Putain de PEA!

Publié le par La Liseuse

(C’est Beigbeder qui l’a dit !

D’accord, je suis 14 ans en retard, but who cares, mes Loulous ? )

 

Si au moins j’avais pris la peine de ne pas snober ses bouquins, je n'aurais pas perdu tout ce temps à me poser des questions sans réponse, mais non, il a fallu que je me cloître entre Baudelaire, Bobin, Freud, Camus et autres "classiques-qui-resteront-des-classiques-mais-que-personne-ne-vous-reprochera-de-mépriser-c’est-plus-tendance". Les grands auteurs n’ont plus le prestige qu’ils avaient, mieux vaut une bonne nouvelle bien concise (trois feuillets, ça compte ?) qu’un bouquin de trois cent cinquante pages rasoir où le héros n’est pas le personnage principal, ha non, parce qu’en fait c’est le narrateur, mais connaissez-vous la notion d’auteur selon l’approche phylogéné…

Ha, j’ai perdu une vingtaine de lecteurs. 

(Je fais des rechutes littéraires, j’ai oublié mes pilules ce matin…)

Revenons à nos histoires sans culture !

On m’a baignée dans les « L’amour c’est trop beau », « L’amour c’est des belles roses », « L’amour quand tu l’as trouvé, il est trop dans ta vie ». Et je me suis noyée dans les « Vaut mieux se quitter maintenant », les « Casse-toi » (avantage : radical !, désavantage : radical !) et les « Tu gardes le presse-agrumes, je garde le cuit-vapeur ». J’ai comme l’impression qu’il y a paradoxe sous roche, là…

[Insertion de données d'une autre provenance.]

//! Cross-reference resolver.
//!
//! Loads the classic `xref` table and/or compressed cross-reference streams,
//! following `/Prev` from the newest section to the oldest, into one dense
//! [`XRefTable`] indexed by object number.
//!
//! Sections are installed newest first and an entry is only written to a slot
//! no earlier section has claimed, so the most recent incremental update wins.
//! The same first-wins rule applies to overlapping `/Index` ranges inside one
//! stream.

use crate::config::OpenOptions;
use crate::decoders::{DecodeLimits, decode_stream};
use crate::error::{Error, Result};
use crate::lexer::{Token, token};
use crate::object::{Dictionary, DictionaryExt, Object};
use crate::parser::{parse_object, read_indirect_at, resolve_stream};
use crate::source::ByteSource;
use byteorder::{BigEndian, ReadBytesExt};
use lazy_static::lazy_static;
use std::collections::HashSet;
use std::io::Cursor;

lazy_static! {
    static ref RE_HEADER: regex::bytes::Regex =
        regex::bytes::Regex::new(r"%PDF-([0-9])\.([0-9])").expect("static regex");
}

/// Bytes from the start of the file searched for the `%PDF-M.m` header.
pub const HEADER_SEARCH_WINDOW: usize = 1024;

/// Bytes from the end of the file searched for `startxref`.
pub const STARTXREF_SEARCH_WINDOW: usize = 4096;

/// Highest object number a PDF file may use.
pub const MAX_OBJECT_NUMBER: u32 = 8_388_607;

/// Trailer keys filled from older trailers when the newest one lacks them.
const INHERITED_TRAILER_KEYS: [&str; 4] = ["Root", "Info", "ID", "Encrypt"];

/// One slot of the cross-reference table.
#[derive(Debug, Clone, Copy, PartialEq, Eq)]
pub enum XRefEntry {
    /// Unused object number
    Free {
        /// Next free object number in the free list
        next: u32,
        /// Generation to use when the number is reused
        gen: u32,
    },
    /// Object stored at a byte offset
    Normal {
        /// Offset of the `N G obj` header (0 for objects that exist only in memory)
        offset: u64,
        /// Generation number
        gen: u32,
    },
    /// Object stored inside an object stream
    Compressed {
        /// Object number of the containing object stream
        stream: u32,
        /// Index of the object within the stream
        index: u32,
    },
}
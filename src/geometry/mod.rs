//! Geometric primitives shared by the page tree and the interpreter.

use crate::object::Object;

/// A 2D point in user or device space.
#[derive(Debug, Clone, Copy, PartialEq, Default)]
pub struct Point {
    /// X coordinate
    pub x: f32,
    /// Y coordinate
    pub y: f32,
}

impl Point {
    /// Create a new point.
    pub fn new(x: f32, y: f32) -> Self {
        Self { x, y }
    }
}

/// Axis-aligned rectangle with `x0 <= x1` and `y0 <= y1`.
#[derive(Debug, Clone, Copy, PartialEq)]
pub struct Rect {
    /// Left edge
    pub x0: f32,
    /// Bottom edge
    pub y0: f32,
    /// Right edge
    pub x1: f32,
    /// Top edge
    pub y1: f32,
}

impl Rect {
    /// US Letter, the fallback page size.
    pub const LETTER: Rect = Rect {
        x0: 0.0,
        y0: 0.0,
        x1: 612.0,
        y1: 792.0,
    };

    /// Create a rectangle from two corners in any order.
    ///
    /// ```
    /// use pdf_engine::geometry::Rect;
    ///
    /// let r = Rect::new(100.0, 50.0, 0.0, 0.0);
    /// assert_eq!((r.x0, r.y0, r.x1, r.y1), (0.0, 0.0, 100.0, 50.0));
    /// assert_eq!(r.width(), 100.0);
    /// ```
    pub fn new(x0: f32, y0: f32, x1: f32, y1: f32) -> Self {
        Self {
            x0: x0.min(x1),
            y0: y0.min(y1),
            x1: x0.max(x1),
            y1: y0.max(y1),
        }
    }

    /// Read a four-number array such as `/MediaBox [0 0 612 792]`.
    pub fn from_object(obj: &Object) -> Option<Self> {
        match obj.as_number_array()?.as_slice() {
            [x0, y0, x1, y1] => Some(Self::new(*x0, *y0, *x1, *y1)),
            _ => None,
        }
    }

    /// Array form for writing back into a dictionary.
    pub fn to_object(&self) -> Object {
        Object::Array(vec![
            Object::Real(self.x0),
            Object::Real(self.y0),
            Object::Real(self.x1),
            Object::Real(self.y1),
        ])
    }

    /// Width.
    pub fn width(&self) -> f32 {
        self.x1 - self.x0
    }

    /// Height.
    pub fn height(&self) -> f32 {
        self.y1 - self.y0
    }

    /// Overlap of two rectangles, `None` when they do not intersect.
    pub fn intersect(&self, other: &Rect) -> Option<Rect> {
        let r = Rect {
            x0: self.x0.max(other.x0),
            y0: self.y0.max(other.y0),
            x1: self.x1.min(other.x1),
            y1: self.y1.min(other.y1),
        };
        (r.x0 <= r.x1 && r.y0 <= r.y1).then_some(r)
    }
}

/// Affine transform `[a b c d e f]`.
///
/// ```text
/// [ a  b  0 ]
/// [ c  d  0 ]
/// [ e  f  1 ]
/// ```
#[derive(Debug, Clone, Copy, PartialEq)]
pub struct Matrix {
    /// Horizontal scaling component
    pub a: f32,
    /// Rotation/skew component
    pub b: f32,
    /// Rotation/skew component
    pub c: f32,
    /// Vertical scaling component
    pub d: f32,
    /// Horizontal translation
    pub e: f32,
    /// Vertical translation
    pub f: f32,
}

impl Matrix {
    /// Create a matrix from its six components.
    pub fn new(a: f32, b: f32, c: f32, d: f32, e: f32, f: f32) -> Self {
        Self { a, b, c, d, e, f }
    }

    /// The identity transform.
    pub fn identity() -> Self {
        Self::new(1.0, 0.0, 0.0, 1.0, 0.0, 0.0)
    }

    /// Translation by `(tx, ty)`.
    pub fn translation(tx: f32, ty: f32) -> Self {
        Self::new(1.0, 0.0, 0.0, 1.0, tx, ty)
    }

    /// Scaling by `(sx, sy)`.
    pub fn scaling(sx: f32, sy: f32) -> Self {
        Self::new(sx, 0.0, 0.0, sy, 0.0, 0.0)
    }

    /// Read a six-number array such as `/Matrix [1 0 0 1 0 0]`.
    pub fn from_object(obj: &Object) -> Option<Self> {
        match obj.as_number_array()?.as_slice() {
            [a, b, c, d, e, f] => Some(Self::new(*a, *b, *c, *d, *e, *f)),
            _ => None,
        }
    }

    /// `self` followed by `other`: points are transformed by `self` first.
    ///
    /// ```
    /// use pdf_engine::geometry::Matrix;
    ///
    /// let m = Matrix::scaling(2.0, 2.0).multiply(&Matrix::translation(10.0, 0.0));
    /// let p = m.transform_point(1.0, 1.0);
    /// assert_eq!((p.x, p.y), (12.0, 2.0));
    /// ```
    pub fn multiply(&self, other: &Matrix) -> Matrix {
        Matrix {
            a: self.a * other.a + self.b * other.c,
            b: self.a * other.b + self.b * other.d,
            c: self.c * other.a + self.d * other.c,
            d: self.c * other.b + self.d * other.d,
            e: self.e * other.a + self.f * other.c + other.e,
            f: self.e * other.b + self.f * other.d + other.f,
        }
    }

    /// Transform a point.
    pub fn transform_point(&self, x: f32, y: f32) -> Point {
        Point {
            x: self.a * x + self.c * y + self.e,
            y: self.b * x + self.d * y + self.f,
        }
    }

    /// Bounding box of a transformed rectangle.
    pub fn transform_rect(&self, r: &Rect) -> Rect {
        let corners = [
            self.transform_point(r.x0, r.y0),
            self.transform_point(r.x1, r.y0),
            self.transform_point(r.x0, r.y1),
            self.transform_point(r.x1, r.y1),
        ];
        let (mut x0, mut y0, mut x1, mut y1) = (f32::MAX, f32::MAX, f32::MIN, f32::MIN);
        for p in corners {
            x0 = x0.min(p.x);
            y0 = y0.min(p.y);
            x1 = x1.max(p.x);
            y1 = y1.max(p.y);
        }
        Rect { x0, y0, x1, y1 }
    }

    /// Determinant.
    pub fn determinant(&self) -> f32 {
        self.a * self.d - self.b * self.c
    }

    /// Mean scale factor, used to turn user-space widths into device widths.
    pub fn expansion(&self) -> f32 {
        self.determinant().abs().sqrt()
    }
}

impl Default for Matrix {
    fn default() -> Self {
        Self::identity()
    }
}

C’est drôle comme avec l’âge, les mensonges tombent comme des mouches. Du Père Noël au désir éternel, il n’y a qu’un pas. Petite, je voyais le couple de mes parents évoluer et encore aujourd’hui, ils s’aiment comme des adolescents. Je me demande s’ils ne sont pas la (très rare) exception qui confirme la règle. Et qui, en contrepartie, fait de ma vie une pathétique suite de rencontres vouées à un échec aussitôt confirmé. Une fois la barre placée aussi haute, comment l’atteindre ? Je me sens tellement ridicule d’avoir voulu toucher la lune quand je n’ai encore côtoyé que des crapauds… C’est un peu comme rencontrer Claudia Schiffer et vouloir lui ressembler. Ha ha. Bonjour le modèle. Bonjour la désillusion. Bonjour Weight Watchers!

Et si… On se disait qu’il n’y a aucun idéal ? Aucun préjugé ? Aucune valeur sûre ?

Demain, BIM, le prince charmant, après-demain, BIM, le connard ! Ce n’est pas grave, à 25 ans, le chemin est encore long et les aventures nombreuses…

Je suis assez tentée. Versatile, moi ? Nooon ! J’ai plutôt besoin d’un bon coup de baguette magique, histoire de libérer mon pessimisme du placard et de pouvoir regarder un homme sans imaginer immédiatement ses défauts et ce qui se cache derrière ce sourire charmeur. Une mère possessive ? Un maniaco-dépressif ? Un témoin de Jéhovah (vous envisagez vous aussi votre reconversion ?) ? Un « une » (ha, on n’aurait pas dit pourtant…) ? Un enragé du peigne ? Un « je ne suis pas marié, mais attends, j’ai ma femme en ligne » ?

Bon, allez.

Je m’en vais poursuivre ma beigbedérisation.

Et si quelqu’un avait la gentillesse de me secouer d’ici quelques mois si je suis encore aussi cynique et de mauvaise foi, ce serait adorable.